*** Opening of Data section ***
//! The `queue` module turns the persisted backlog of a named queue into a
//! live stream of deliveries.
//!
//! - `engine`: [`MessageQueue`], one per queue name: durable enqueue,
//!   dispatcher, bounded workers, retry and abandonment.
//! - `context`: [`QueuedMessageContext`], handed to the listener for each
//!   delivery attempt.
//! - `service`: [`QueueingService`], a registry of queues sharing a store.

pub mod context;
pub mod engine;
pub mod service;

use std::fmt;
use std::time::Duration;

use async_trait::async_trait;
use serde::{Deserialize, Serialize};
use tokio_util::sync::CancellationToken;

use crate::message::Message;
use crate::persistence::StoreError;

pub use context::QueuedMessageContext;
pub use engine::MessageQueue;
pub use service::QueueingService;

pub type BoxError = Box<dyn std::error::Error + Send + Sync>;

pub const DEFAULT_CONCURRENCY_LIMIT: usize = 4;
pub const DEFAULT_MAX_ATTEMPTS: u32 = 10;
pub const DEFAULT_RETRY_DELAY: Duration = Duration::from_secs(5);

#[derive(Debug, Clone, PartialEq, Eq, Hash, PartialOrd, Ord, Serialize, Deserialize)]
pub struct QueueName(String);

impl QueueName {
    pub fn new(name: impl Into<String>) -> Self {
        Self(name.into())
    }

    pub fn as_str(&self) -> &str {
        &self.0
    }
}

impl fmt::Display for QueueName {
    fn fmt(&self, f: &mut fmt::Formatter<'_>) -> fmt::Result {
        f.write_str(&self.0)
    }
}

impl From<&str> for QueueName {
    fn from(name: &str) -> Self {
        Self(name.to_string())
    }
}

impl From<String> for QueueName {
    fn from(name: String) -> Self {
        Self(name)
    }
}

/// Tuning knobs for a single queue.
#[derive(Debug, Clone, PartialEq, Eq)]
pub struct QueueOptions {
    /// Maximum number of listener invocations running at once.
    pub concurrency_limit: usize,
    /// Attempts after which an unacknowledged message is abandoned.
    pub max_attempts: u32,
    pub retry_delay: Duration,
    /// Acknowledge every invocation that succeeds without an explicit
    /// acknowledgement or rejection.
    pub auto_acknowledge: bool,
}

impl QueueOptions {
    /// Replaces zero limits with their defaults.
    pub fn normalized(mut self) -> Self {
        if self.concurrency_limit == 0 {
            self.concurrency_limit = DEFAULT_CONCURRENCY_LIMIT;
        }
        if self.max_attempts == 0 {
            self.max_attempts = DEFAULT_MAX_ATTEMPTS;
        }
        self
    }
}

impl Default for QueueOptions {
    fn default() -> Self {
        Self {
            concurrency_limit: DEFAULT_CONCURRENCY_LIMIT,
            max_attempts: DEFAULT_MAX_ATTEMPTS,
            retry_delay: DEFAULT_RETRY_DELAY,
            auto_acknowledge: false,
        }
    }
}

#[derive(Debug, thiserror::Error)]
pub enum QueueError {
    #[error(transparent)]
    Persistence(#[from] StoreError),
    #[error("queue {0} is shut down; message stays pending in storage")]
    BufferClosed(QueueName),
    #[error("queue {0} already exists")]
    QueueAlreadyExists(QueueName),
    #[error("queue {0} not found")]
    QueueNotFound(QueueName),
}

/// Receives the messages delivered by a queue.
///
/// Returning `Err` (or panicking) counts as an unacknowledged attempt; the
/// queue retries until `max_attempts` is reached.
#[async_trait]
pub trait QueueListener: Send + Sync {
    async fn message_received(
        &self,
        message: &Message,
        context: &QueuedMessageContext,
        cancel: CancellationToken,
    ) -> Result<(), BoxError>;
}

#[cfg(test)]
mod tests;
/// Initialize tracing for the application.
///
/// `level` is matched case-insensitively; anything unrecognized means
/// `info`.
pub fn init(level: &str) {
    let lvl = parse_level(level);

    // try_init so tests and embedding applications can call this repeatedly
    let _ = tracing_subscriber::fmt()
        .with_max_level(lvl)
        .with_target(false)
        .try_init();
}

fn parse_level(level: &str) -> tracing::Level {
    match level.trim().to_lowercase().as_str() {
        "error" => tracing::Level::ERROR,
        "warn" | "warning" => tracing::Level::WARN,
        "debug" => tracing::Level::DEBUG,
        "trace" => tracing::Level::TRACE,
        _ => tracing::Level::INFO,
    }
}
*** Close of Data section ***
Task item -> The response must repeat exactly the lines from the top of the material through the line containing "retry and abandonment.", both included, with no other output.

Task result ->
//! The `queue` module turns the persisted backlog of a named queue into a
//! live stream of deliveries.
//!
//! - `engine`: [`MessageQueue`], one per queue name: durable enqueue,
//!   dispatcher, bounded workers, retry and abandonment.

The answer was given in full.